How much do you think it costs to make a pair of Nike shoes in Asia?
Manufacturing Cost, Markups, and Nike Example
- The thread accepts that factory cost of a $100 retail Nike is relatively low (≈$20–25 landed), but stresses most of the price is downstream: brand, design, marketing, retail overhead, and risk.
- Retailers often work on percentage markups (commonly near 100% on wholesale), not fixed dollar margins, because many costs (inventory financing, insurance, shrink, returns, customer service) scale with ticket price and time-in-inventory.
- Some argue this “percentage logic” is not inevitable and partly reflects investor expectations and capital costs, not physical necessity.
Tariffs and Consumer Impact
- A key point: a 100% tariff at the border is magnified by percentage markups, so a $23 duty can push a $100 shoe toward $150, not $123.
- Several commenters liken tariffs to a hidden federal sales tax that consumers ultimately pay, with little net benefit beyond higher prices and reduced demand.
- Others say if tariffs were applied as a retail sales tax instead of an import duty, the final price increase could be smaller for the same tax revenue.
Onshoring vs. Self‑Sufficiency
- One side: bringing shoe manufacturing back to the US is economically “a fool’s errand” in a high-wage, low‑interest, automation-driven environment; tariffs won’t create many good jobs and will likely be rolled back under voter pressure.
- The other side: some degree of domestic production in critical sectors (chips, energy, defense, medical supplies, sometimes food) is strategically valuable, even if it’s costlier. Sneakers themselves are viewed by many as non‑strategic.
Automation, Jobs, and “Bullshit Work”
- Manufacturing that stayed in rich countries is already highly automated or very high value-add; new factories will be robot-heavy and employ far fewer people.

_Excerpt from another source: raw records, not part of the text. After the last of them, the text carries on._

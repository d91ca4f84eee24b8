// SPDX-License-Identifier: AGPL-3.0-or-later
//
// Copyright (C) 2026 Social Forum Contributors

//! In-memory object store.
//!
//! Backs local development and tests. Signed URLs are shaped like the real
//! backend's (host + key + expiry/signature query parameters) so media
//! references stored from them exercise the same resolution paths.
//!
//! Failure injection flips per-operation switches; the next matching call
//! reports [`ObjectStoreError::Unavailable`] as a remote outage would.

use std::collections::{BTreeMap, BTreeSet};
use std::sync::atomic::{AtomicBool, Ordering};
use std::sync::Mutex;
use std::time::Duration;

use uuid::Uuid;

use super::{ObjectStore, ObjectStoreEntry, ObjectStoreError};

struct StoredObject {
    size: u64,
    #[allow(dead_code)]
    content_type: String,
}

pub struct InMemoryObjectStore {
    objects: Mutex<BTreeMap<String, StoredObject>>,
    base_url: String,
    fail_deletes: AtomicBool,
    fail_listing: AtomicBool,
}

impl InMemoryObjectStore {
    pub fn new() -> Self {
        Self {
            objects: Mutex::new(BTreeMap::new()),
            base_url: "https://media-bucket.s3.ap-southeast-2.amazonaws.com".to_string(),
            fail_deletes: AtomicBool::new(false),
            fail_listing: AtomicBool::new(false),
        }
    }

    /// Make every subsequent `delete_object` fail, as a store outage would.
    pub fn fail_deletes(&self, enabled: bool) {
        self.fail_deletes.store(enabled, Ordering::SeqCst);
    }

    /// Make every subsequent listing fail.
    pub fn fail_listing(&self, enabled: bool) {
        self.fail_listing.store(enabled, Ordering::SeqCst);
    }

    fn lock(&self) -> std::sync::MutexGuard<'_, BTreeMap<String, StoredObject>> {
        // A poisoned lock means a panic mid-insert; the map itself is
        // always in a consistent state, so keep serving.
        self.objects.lock().unwrap_or_else(|e| e.into_inner())
    }
}

impl Default for InMemoryObjectStore {
    fn default() -> Self {
        Self::new()
    }
}

impl ObjectStore for InMemoryObjectStore {
    fn put_object(
        &self,
        key: &str,
        bytes: &[u8],
        content_type: &str,
    ) -> Result<(), ObjectStoreError> {
        self.lock().insert(
            key.to_string(),
            StoredObject {
                size: bytes.len() as u64,
                content_type: content_type.to_string(),
            },
        );
        Ok(())
    }

    fn delete_object(&self, key: &str) -> Result<bool, ObjectStoreError> {
        if self.fail_deletes.load(Ordering::SeqCst) {
            return Err(ObjectStoreError::Unavailable(
                "injected delete failure".to_string(),
            ));
        }
        Ok(self.lock().remove(key).is_some())
    }

    fn list_all_keys(&self) -> Result<BTreeSet<String>, ObjectStoreError> {
        if self.fail_listing.load(Ordering::SeqCst) {
            return Err(ObjectStoreError::Unavailable(
                "injected listing failure".to_string(),
            ));
        }
        Ok(self.lock().keys().cloned().collect())
    }

    fn list_entries(&self) -> Result<Vec<ObjectStoreEntry>, ObjectStoreError> {
        if self.fail_listing.load(Ordering::SeqCst) {
            return Err(ObjectStoreError::Unavailable(
                "injected listing failure".to_string(),
            ));
        }
        Ok(self
            .lock()
            .iter()
            .map(|(key, object)| ObjectStoreEntry {
                key: key.clone(),
                size_bytes: Some(object.size),
            })
            .collect())
    }

    fn signed_upload_url(
        &self,
        key: &str,
        _content_type: &str,
        ttl: Duration,
    ) -> Result<String, ObjectStoreError> {
        Ok(format!(
            "{}/{}?X-Expires={}&X-Signature={}",
            self.base_url,
            key,
            ttl.as_secs(),
            Uuid::new_v4().simple()
        ))
    }

    fn signed_download_url(&self, key: &str, ttl: Duration) -> Result<String, ObjectStoreError> {
        Ok(format!(
            "{}/{}?X-Expires={}&X-Signature={}",
            self.base_url,
            key,
            ttl.as_secs(),
            Uuid::new_v4().simple()
        ))
    }
}

#[cfg(test)]
mod tests {
    use super::*;

    #[test]
    fn put_list_delete_round_trip() {
        let store = InMemoryObjectStore::new();
        store.put_object("images/a.jpg", b"abc", "image/jpeg").unwrap();
        store.put_object("videos/b.mp4", b"defg", "video/mp4").unwrap();

        let keys = store.list_all_keys().unwrap();
        assert!(keys.contains("images/a.jpg"));
        assert!(keys.contains("videos/b.mp4"));

        assert!(store.delete_object("images/a.jpg").unwrap());
        // Second delete of the same key: gone already, not an error.
        assert!(!store.delete_object("images/a.jpg").unwrap());
    }

    #[test]
    fn entries_carry_sizes() {
        let store = InMemoryObjectStore::new();
        store.put_object("images/a.jpg", b"abcd", "image/jpeg").unwrap();

        let entries = store.list_entries().unwrap();
        assert_eq!(entries.len(), 1);
        assert_eq!(entries[0].key, "images/a.jpg");
        assert_eq!(entries[0].size_bytes, Some(4));
    }

    #[test]
    fn injected_failures_surface_as_unavailable() {
        let store = InMemoryObjectStore::new();
        store.put_object("images/a.jpg", b"abc", "image/jpeg").unwrap();

        store.fail_deletes(true);
        assert!(store.delete_object("images/a.jpg").is_err());
        store.fail_deletes(false);
        assert!(store.delete_object("images/a.jpg").unwrap());

        store.fail_listing(true);
        assert!(store.list_all_keys().is_err());
    }

    #[test]
    fn signed_urls_embed_key_and_expiry_params() {
        let store = InMemoryObjectStore::new();
        let url = store
            .signed_download_url("images/a.jpg", Duration::from_secs(3600))
            .unwrap();
        assert!(url.contains("images/a.jpg?"));
        assert!(url.contains("X-Expires=3600"));
        assert!(url.contains(".amazonaws.com/"));
    }
}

- Some argue “bringing back manufacturing jobs” is nostalgia; the real future work is designing, maintaining, and reconfiguring automated systems.
- A long subthread debates whether society should keep organizing around “jobs” at all versus some form of basic support or publicly funded creative work.
China, Global Trade, and Geopolitics
- Multiple comments stress that “Asia = cheap shoe labor” is outdated: China in particular is now competitive or leading in EVs, batteries, robotics, and other advanced tech, and rapidly automating factories.
- There’s disagreement over how much China’s demographic decline and political risks offset its strengths.
- Some see deep trade ties as stabilizing (“mutually assured economic destruction”), others as dangerous dependence that can be weaponized in a crisis (e.g., Taiwan).
Retail Concentration and Margins
- Several note that modern retail and cinema chains replaced small shops, increasing pricing power once local monopolies were established.
- Others counter that net profit margins for big retailers remain single digits once rent, wages, and logistics are included; high per‑item markups shouldn’t be confused with windfall profits.